There was no cover charge, but we shared four half-pints of three different beers, and when we ordered the last one we told the guy pulling them "and one for yourself as well," which the waitress at dinner had told us was an appropriate way to tip. (She said they wouldn't expect it but would be pleased, and his reaction bore that out. I saw someone else leaving a few coins on the bar when he picked up his drink.)

a few comments on maskingI forgot to say that, on the bus from Fishguard to Aberystwyth, we saw the first person masking, other than us, that we've seen on this entire trip! Just some guy, our age or a little older, he got on and rode for a few stops and got off again, but I almost did a doubletake.

And we've been eating indoors without masking because we don't have other good options, but we did mask in the Bank Vault, briefly lowering the mask to take a sip of beer and then replacing it before inhaling again. And we've masked in all the shops we've been in, and -- jumping ahead to today -- while we were looking around the National Library. And once again nobody blinked an eye, or did a doubletake, or acted weird about interacting with us, even though we are being, statistically, very weird. I've really appreciated that.
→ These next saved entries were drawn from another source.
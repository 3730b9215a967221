//! Page-level components

mod landing;

pub use landing::*;
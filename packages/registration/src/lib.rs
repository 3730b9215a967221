//! Flowt pre-registration workflow
//!
//! Holds the form draft, validates it, and submits it to the registration
//! service. The crate has no UI dependency; a page shell forwards field edits
//! and submit events and renders whatever notice comes back.
//!
//! # Example
//!
//! ```rust,ignore
//! use flowt_registration::{
//!     Field, HttpRegistrationClient, RegistrationConfig, RegistrationWorkflow, SUCCESS_NOTICE,
//! };
//!
//! let client = HttpRegistrationClient::new(RegistrationConfig::default())?;
//! let workflow = RegistrationWorkflow::new(client);
//!
//! workflow.edit(Field::Name, "Jane Doe");
//! workflow.edit(Field::Email, "jane@x.com");
//! workflow.edit(Field::Phone, "9876543210");
//! workflow.edit(Field::Occupation, "Business Owner");
//!
//! match workflow.submit().await {
//!     Ok(()) => println!("{SUCCESS_NOTICE}"),
//!     Err(e) => println!("{e}"),
//! }
//! ```

pub mod client;
pub mod config;
pub mod draft;
pub mod error;
pub mod validation;
pub mod workflow;

pub use client::{HttpRegistrationClient, RegistrationClient};
pub use config::{RegistrationConfig, DEFAULT_ENDPOINT};
pub use draft::{Field, Occupation, RegistrationDraft};
pub use error::{ConfigError, RegistrationError, Result, UnknownOccupation, ValidationError};
pub use validation::Registration;
pub use workflow::{PendingSubmission, RegistrationWorkflow, SUCCESS_NOTICE};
The music last night varied from "that was definitely a song, I'll say that for it" to really, really good. Nearly all the performers were older (or just plain old) men, but there were a couple of younger people and a couple of women in the mix. (Literally two women, in two make/female duos. Those duos had the best songs by far.) The first performer played an accordion, most of the rest had guitars, and here's a picture of a guy with a harmonium:

An older man plays a harmonium

It was a pretty small space; what the picture shows is almost the whole ground floor. I took the photo with my back against the small bar, and then there was a stairway behind that going up to a second level, from which our waitress had said you could look down on the performance space, but we didn't go up there; we liked our seats at the bar, where we had a great view and also could keep trying local beers! They had fourteen options on tap, and the bartender was happy to let us sample anything before committing to it:

A list of what's on tap

And then around ten pm we staggered home to bed.

Today was forecast to be much worse weather, meaning rain all day, but it turned out to be lovely! It did start out raining, and I made the unpleasant discovery that my new rain pants are slightly too short, and allow water to run off the bottom of the pant leg into the front of my boots. Fortunately, we had bought short rain gaiters for this trip, although we hadn't ever actually used them! But I put mine on and they fixed the problem perfectly, which is of course what they're meant to do. And then it turned into nice weather anyway.

Today we stuck around town; my knee was bothering me a little and we didn't want to try another strenuous hike anyway. We wandered through town some more and then climbed the steep but short hill up to the National Library of Wales! They had a couple of exhibits on; I was particularly interested in the one documenting protests against the flooding of the Tryweryn Valley in 1965 for the sake of Liverpool's water supply, which meant destroying a Welsh village, but I was also curious to see whatever was included in the "treasures" on display. In the end, though, we mostly just wandered around the building, admiring old books on display in beautiful cabinets. The Tryweryn Valley exhibit was smaller (and the story less well documented, for those of us who knew nothing about it) than I'd hoped, and I completely forgot to look for the other ones! And then we wandered home along a new route, just to see some different things, and now are back in the hotel catching up on blogging before dinner.


So mostly today was a winding-down day. Tomorrow we take a train to the outskirts of London, so that we can easily get to Heathrow the next morning!